(Data for analysis Opens)
//! External object store holding snapshot files
//!
//! Uploads normally bypass this interface entirely (clients PUT to a
//! presigned URL); the core only reads objects back for serving.

use async_trait::async_trait;
use std::sync::Arc;

/// Error type for object store operations
#[derive(Debug, Clone, PartialEq, Eq, thiserror::Error)]
pub enum ObjectStoreError {
    /// Backend failed the request
    #[error("Object store unavailable: {0}")]
    Unavailable(String),
    /// Key was rejected by the backend
    #[error("Invalid object key: {0}")]
    InvalidKey(String),
}

/// An object read back from the store
#[derive(Debug, Clone, PartialEq, Eq)]
pub struct StoredObject {
    /// Object bytes
    pub body: Vec<u8>,
    /// Content type recorded at upload time, if any
    pub content_type: Option<String>,
}

/// Object store operations
#[async_trait]
pub trait ObjectStoreEffects: Send + Sync {
    /// Store an object
    async fn put(
        &self,
        key: &str,
        body: Vec<u8>,
        content_type: Option<&str>,
    ) -> Result<(), ObjectStoreError>;

    /// Fetch an object
    async fn get(&self, key: &str) -> Result<Option<StoredObject>, ObjectStoreError>;

    /// Delete objects; missing keys are ignored
    async fn delete(&self, keys: &[String]) -> Result<(), ObjectStoreError>;

    /// List object keys under a prefix, sorted
    async fn list(&self, prefix: &str) -> Result<Vec<String>, ObjectStoreError>;
}

#[async_trait]
impl<T: ObjectStoreEffects + ?Sized> ObjectStoreEffects for Arc<T> {
    async fn put(
        &self,
        key: &str,
        body: Vec<u8>,
        content_type: Option<&str>,
    ) -> Result<(), ObjectStoreError> {
        (**self).put(key, body, content_type).await
    }

    async fn get(&self, key: &str) -> Result<Option<StoredObject>, ObjectStoreError> {
        (**self).get(key).await
    }

    async fn delete(&self, keys: &[String]) -> Result<(), ObjectStoreError> {
        (**self).delete(keys).await
    }

    async fn list(&self, prefix: &str) -> Result<Vec<String>, ObjectStoreError> {
        (**self).list(prefix).await
    }
}
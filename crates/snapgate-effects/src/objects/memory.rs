//! In-memory object store

use async_trait::async_trait;
use snapgate_core::effects::{ObjectStoreEffects, ObjectStoreError, StoredObject};
use std::collections::BTreeMap;
use std::sync::Arc;
use tokio::sync::RwLock;

/// In-memory object store
#[derive(Clone, Default)]
pub struct MemoryObjectStore {
    objects: Arc<RwLock<BTreeMap<String, StoredObject>>>,
}

impl MemoryObjectStore {
    /// Create an empty store
    pub fn new() -> Self {
        Self::default()
    }
}

#[async_trait]
impl ObjectStoreEffects for MemoryObjectStore {
    async fn put(
        &self,
        key: &str,
        body: Vec<u8>,
        content_type: Option<&str>,
    ) -> Result<(), ObjectStoreError> {
        if key.is_empty() {
            return Err(ObjectStoreError::InvalidKey("empty key".to_string()));
        }
        self.objects.write().await.insert(
            key.to_string(),
            StoredObject {
                body,
                content_type: content_type.map(str::to_string),
            },
        );
        Ok(())
    }

    async fn get(&self, key: &str) -> Result<Option<StoredObject>, ObjectStoreError> {
        Ok(self.objects.read().await.get(key).cloned())
    }

    async fn delete(&self, keys: &[String]) -> Result<(), ObjectStoreError> {
        let mut objects = self.objects.write().await;
        for key in keys {
            objects.remove(key);
        }
        Ok(())
    }

    async fn list(&self, prefix: &str) -> Result<Vec<String>, ObjectStoreError> {
        let objects = self.objects.read().await;
        Ok(objects
            .range(prefix.to_string()..)
            .take_while(|(k, _)| k.starts_with(prefix))
            .map(|(k, _)| k.clone())
            .collect())
    }
}
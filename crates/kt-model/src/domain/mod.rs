mod kv;
pub use kv::KeyValue;

mod env;
pub use env::Env;

mod labels;
pub use labels::Labels;

mod attempt;
pub use attempt::{ATTEMPT_LABEL_MAX_LEN, AttemptLabel};

mod worker;
pub use worker::{WORKER_NAME_PREFIX, WorkerIndex};

mod constants;
pub use constants::{
    DEFAULT_IMAGE, DEFAULT_NAMESPACE, DEFAULT_PORT, DEFAULT_WORKERS, ENV_TF_CONFIG,
    ENV_TOT_WORKERS, ENV_WORKER_NUMBER, LABEL_APP, LABEL_TRAINING_ATTEMPT, PAYLOAD_HOLDER_NAME,
    PAYLOAD_SCRIPT_KEY,
};
use std::str::FromStr;

use tracing_subscriber::EnvFilter;

use crate::LoggerError;

/// Validated `EnvFilter` expression, e.g. `"info"` or `"kt_core=debug,kube=warn,info"`.
///
/// Kept as the raw string; the filter itself is built when the logger is installed.
#[derive(Debug, Clone, PartialEq, Eq)]
pub struct LoggerLevel(String);

impl LoggerLevel {
    pub fn new(s: impl Into<String>) -> Result<Self, LoggerError> {
        Self::try_from(s.into())
    }

    #[inline]
    pub fn as_str(&self) -> &str {
        &self.0
    }

    /// Builds the filter. Construction already proved the expression parses,
    /// so this falls back to `info` only if that somehow stops holding.
    pub fn to_env_filter(&self) -> EnvFilter {
        EnvFilter::try_new(self.as_str()).unwrap_or_else(|_| EnvFilter::new("info"))
    }
}

impl Default for LoggerLevel {
    fn default() -> Self {
        Self("info".to_string())
    }
}

impl FromStr for LoggerLevel {
    type Err = LoggerError;
    fn from_str(s: &str) -> Result<Self, Self::Err> {
        Self::try_from(s.to_owned())
    }
}

impl TryFrom<String> for LoggerLevel {
    type Error = LoggerError;
    fn try_from(s: String) -> Result<Self, Self::Error> {
        if s.trim().is_empty() {
            return Err(LoggerError::InvalidLevel("empty filter".into()));
        }
        EnvFilter::try_new(&s)
            .map(|_| LoggerLevel(s.clone()))
            .map_err(|e| LoggerError::InvalidLevel(format!("{s}: {e}")))
    }
}

#[cfg(test)]
mod tests {
    use super::LoggerLevel;

    #[test]
    fn accepts_plain_and_directive_filters() {
        for lvl in ["info", "warn", "trace", "kt_core=debug,kube=warn,info"] {
            assert!(lvl.parse::<LoggerLevel>().is_ok(), "rejected {lvl}");
        }
    }

    #[test]
    fn rejects_invalid_filters() {
        for lvl in ["", "kt_core=loud", "kube=verbose,info"] {
            assert!(lvl.parse::<LoggerLevel>().is_err(), "accepted {lvl}");
        }
    }

    #[test]
    fn default_is_info() {
        let lvl = LoggerLevel::default();
        assert_eq!(lvl.as_str(), "info");
        let _ = lvl.to_env_filter();
    }
}
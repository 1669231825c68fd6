mod cli;

use std::sync::Arc;

use anyhow::Context;
use clap::Parser;
use tracing::info;

use kt_core::{LaunchOrchestrator, Outcome, resolve_mode};
use kt_kube::{KubeControlPlane, connect};
use kt_observe::{LoggerTimeZone, init_local_offset, init_logger};

use crate::cli::Cli;

fn main() -> anyhow::Result<()> {
    let cli = Cli::parse();

    // 1) logger; the offset probe has to happen while single-threaded
    let logger = cli.logger_config();
    if logger.tz == LoggerTimeZone::Local {
        init_local_offset();
    }
    init_logger(&logger)?;

    // 2) runtime
    let runtime = tokio::runtime::Builder::new_multi_thread()
        .enable_all()
        .build()
        .context("failed to start runtime")?;
    runtime.block_on(run(cli))
}

async fn run(cli: Cli) -> anyhow::Result<()> {
    // 3) mode; rejected invocations never reach the cluster
    let mode = resolve_mode(cli.invocation())?;

    // 4) control plane
    let kube = cli.kube_config();
    let client = connect(&kube).await?;
    let plane = Arc::new(KubeControlPlane::new(client, &kube));
    info!(namespace = plane.namespace(), dry_run = kube.dry_run, "connected");

    // 5) launch or teardown
    let orchestrator = LaunchOrchestrator::new(plane);
    match orchestrator.run_mode(mode).await? {
        Outcome::Launched(report) => {
            info!(
                label = %report.label,
                workers = report.workers,
                "delete with: kt-launch --delete {}",
                report.label
            );
            println!("{}", report.label);
        }
        Outcome::TornDown(label, report) => {
            info!(label = %label, deleted = report.total(), "teardown complete");
        }
    }
    Ok(())
}
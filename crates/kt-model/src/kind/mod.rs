mod resource;
pub use resource::ResourceKind;
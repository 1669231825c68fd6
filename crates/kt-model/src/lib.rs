mod domain;
pub use domain::{
    ATTEMPT_LABEL_MAX_LEN, AttemptLabel, Env, KeyValue, Labels, WORKER_NAME_PREFIX, WorkerIndex,
};
pub use domain::{
    DEFAULT_IMAGE, DEFAULT_NAMESPACE, DEFAULT_PORT, DEFAULT_WORKERS, ENV_TF_CONFIG,
    ENV_TOT_WORKERS, ENV_WORKER_NUMBER, LABEL_APP, LABEL_TRAINING_ATTEMPT, PAYLOAD_HOLDER_NAME,
    PAYLOAD_SCRIPT_KEY,
};

mod error;
pub use error::{ModelError, ModelResult};

mod kind;
pub use kind::ResourceKind;

mod spec;
pub use spec::{ClusterDescriptor, ClusterSpec, Invocation, LaunchSpec, Mode, TaskSpec, TaskType};
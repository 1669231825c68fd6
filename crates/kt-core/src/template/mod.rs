//! Base templates and the renderers that stamp resources out of them.
//!
//! A [`BaseTemplate`] is loaded and validated once per launch and never mutated.
//! Every render works on its own deep copy of the document, so overrides applied
//! for worker `i` can never leak into worker `i + 1`.
mod command;
mod render;
mod resource;

pub use command::{entrypoint_command, shell_command};
pub use render::{payload_holder, render_endpoint, render_payload_holder, render_worker};
pub use resource::RenderedResource;

use std::{fmt, path::Path};

use serde_json::{Map, Value};
use tracing::debug;

use crate::error::TemplateError;

/// Which resource a template is the base of.
#[derive(Debug, Clone, Copy, PartialEq, Eq)]
pub enum TemplateRole {
    /// Worker pod.
    Worker,
    /// Worker service.
    Endpoint,
}

impl TemplateRole {
    pub fn as_str(&self) -> &'static str {
        match self {
            TemplateRole::Worker => "worker",
            TemplateRole::Endpoint => "endpoint",
        }
    }
}

impl fmt::Display for TemplateRole {
    fn fmt(&self, f: &mut fmt::Formatter<'_>) -> fmt::Result {
        f.write_str(self.as_str())
    }
}

/// Immutable, validated base manifest.
#[derive(Debug, Clone)]
pub struct BaseTemplate {
    role: TemplateRole,
    source: String,
    doc: Value,
}

impl BaseTemplate {
    /// Load a YAML template from disk.
    pub fn from_path(role: TemplateRole, path: &Path) -> Result<Self, TemplateError> {
        let text = std::fs::read_to_string(path).map_err(|source| TemplateError::Read {
            path: path.to_path_buf(),
            source,
        })?;
        let doc: Value = serde_yaml::from_str(&text).map_err(|source| TemplateError::Parse {
            path: path.to_path_buf(),
            source,
        })?;
        let template = Self::from_value(role, path.display().to_string(), doc)?;
        debug!(role = %role, path = %path.display(), "template loaded");
        Ok(template)
    }

    /// Validate an already parsed document.
    ///
    /// `source` only names the template in errors. A missing `metadata.labels`
    /// map is created empty; every other structural field must be present.
    pub fn from_value(
        role: TemplateRole,
        source: impl Into<String>,
        mut doc: Value,
    ) -> Result<Self, TemplateError> {
        let source = source.into();
        let missing = |field: &'static str| TemplateError::Missing {
            template: role.as_str(),
            source_name: source.clone(),
            field,
        };

        let metadata = doc
            .get_mut("metadata")
            .and_then(Value::as_object_mut)
            .ok_or_else(|| missing("metadata"))?;
        let labels = metadata
            .entry("labels")
            .or_insert_with(|| Value::Object(Map::new()));
        if labels.is_null() {
            *labels = Value::Object(Map::new());
        }
        if !labels.is_object() {
            return Err(missing("metadata.labels"));
        }

        match role {
            TemplateRole::Worker => {
                first_item(&doc, "containers").ok_or_else(|| missing("spec.containers[0]"))?;
            }
            TemplateRole::Endpoint => {
                doc.pointer("/spec/selector")
                    .filter(|v| v.is_object())
                    .ok_or_else(|| missing("spec.selector"))?;
                first_item(&doc, "ports").ok_or_else(|| missing("spec.ports[0]"))?;
            }
        }

        Ok(Self { role, source, doc })
    }

    pub fn role(&self) -> TemplateRole {
        self.role
    }

    /// Where the template came from, for diagnostics.
    pub fn source(&self) -> &str {
        &self.source
    }

    /// The untouched base document.
    pub fn document(&self) -> &Value {
        &self.doc
    }

    /// A fresh deep copy to render into.
    pub(crate) fn instantiate(&self, expected: TemplateRole) -> Result<Value, TemplateError> {
        if self.role != expected {
            return Err(TemplateError::WrongRole {
                expected: expected.as_str(),
                actual: self.role.as_str(),
                source_name: self.source.clone(),
            });
        }
        Ok(self.doc.clone())
    }

    pub(crate) fn missing(&self, field: &'static str) -> TemplateError {
        TemplateError::Missing {
            template: self.role.as_str(),
            source_name: self.source.clone(),
            field,
        }
    }
}

/// First element of `spec.<list>` if it is an object.
fn first_item<'a>(doc: &'a Value, list: &str) -> Option<&'a Map<String, Value>> {
    doc.get("spec")?
        .get(list)?
        .as_array()?
        .first()?
        .as_object()
}
//! Per-worker `TF_CONFIG` generation.
//!
//! Peer addresses are derived from index and port alone (`worker{i}:{port}`); no
//! lookup of real addresses happens. Endpoints are created under the same
//! `worker{i}` names, which is what makes those addresses resolvable.
use kt_model::{ClusterDescriptor, WorkerIndex};

/// Stamps [`ClusterDescriptor`]s for one attempt.
///
/// The peer list is computed once, so every descriptor from the same builder
/// carries an identical list.
#[derive(Debug, Clone)]
pub struct ClusterDescriptorBuilder {
    peers: Vec<String>,
}

impl ClusterDescriptorBuilder {
    /// # Panics
    /// If `total_workers` is zero.
    pub fn new(total_workers: u32, port: u16) -> Self {
        assert!(total_workers > 0, "a cluster needs at least one worker");
        let peers = WorkerIndex::all(total_workers)
            .map(|idx| idx.address(port))
            .collect();
        Self { peers }
    }

    pub fn total_workers(&self) -> u32 {
        self.peers.len() as u32
    }

    pub fn peers(&self) -> &[String] {
        &self.peers
    }

    /// Descriptor for worker `index`.
    ///
    /// # Panics
    /// If `index` is outside `[0, total_workers)`.
    pub fn descriptor(&self, index: WorkerIndex) -> ClusterDescriptor {
        assert!(
            (index.get() as usize) < self.peers.len(),
            "worker index {index} outside of a {}-worker cluster",
            self.peers.len()
        );
        ClusterDescriptor::new(self.peers.clone(), index)
    }

    /// One-shot form: `build(N, i, port)`.
    ///
    /// # Panics
    /// If `total_workers == 0` or `self_index >= total_workers`.
    pub fn build(total_workers: u32, self_index: u32, port: u16) -> ClusterDescriptor {
        Self::new(total_workers, port).descriptor(WorkerIndex::new(self_index))
    }
}
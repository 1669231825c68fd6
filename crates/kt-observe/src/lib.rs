//! Logging bootstrap shared by the launcher binaries.
//!
//! Everything goes through `tracing`; this crate only decides where events end up
//! (stderr text, stderr JSON or journald) and how timestamps look.
mod config;
mod error;
mod format;
mod init;
mod level;
mod timestamp;

pub use config::LoggerConfig;
pub use error::{LoggerError, LoggerResult};
pub use format::LoggerFormat;
pub use init::init_logger;
pub use level::LoggerLevel;
pub use timestamp::{LoggerTimeZone, init_local_offset};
(Data for analysis Closes)
What you should do ▸ Whenever a line in the listing above includes the word "LoggerError", return that line.

Solution to the exercise ▸
use crate::LoggerError;
    pub fn new(s: impl Into<String>) -> Result<Self, LoggerError> {
    type Err = LoggerError;
    type Error = LoggerError;
            return Err(LoggerError::InvalidLevel("empty filter".into()));
            .map_err(|e| LoggerError::InvalidLevel(format!("{s}: {e}")))
pub use error::{LoggerError, LoggerResult};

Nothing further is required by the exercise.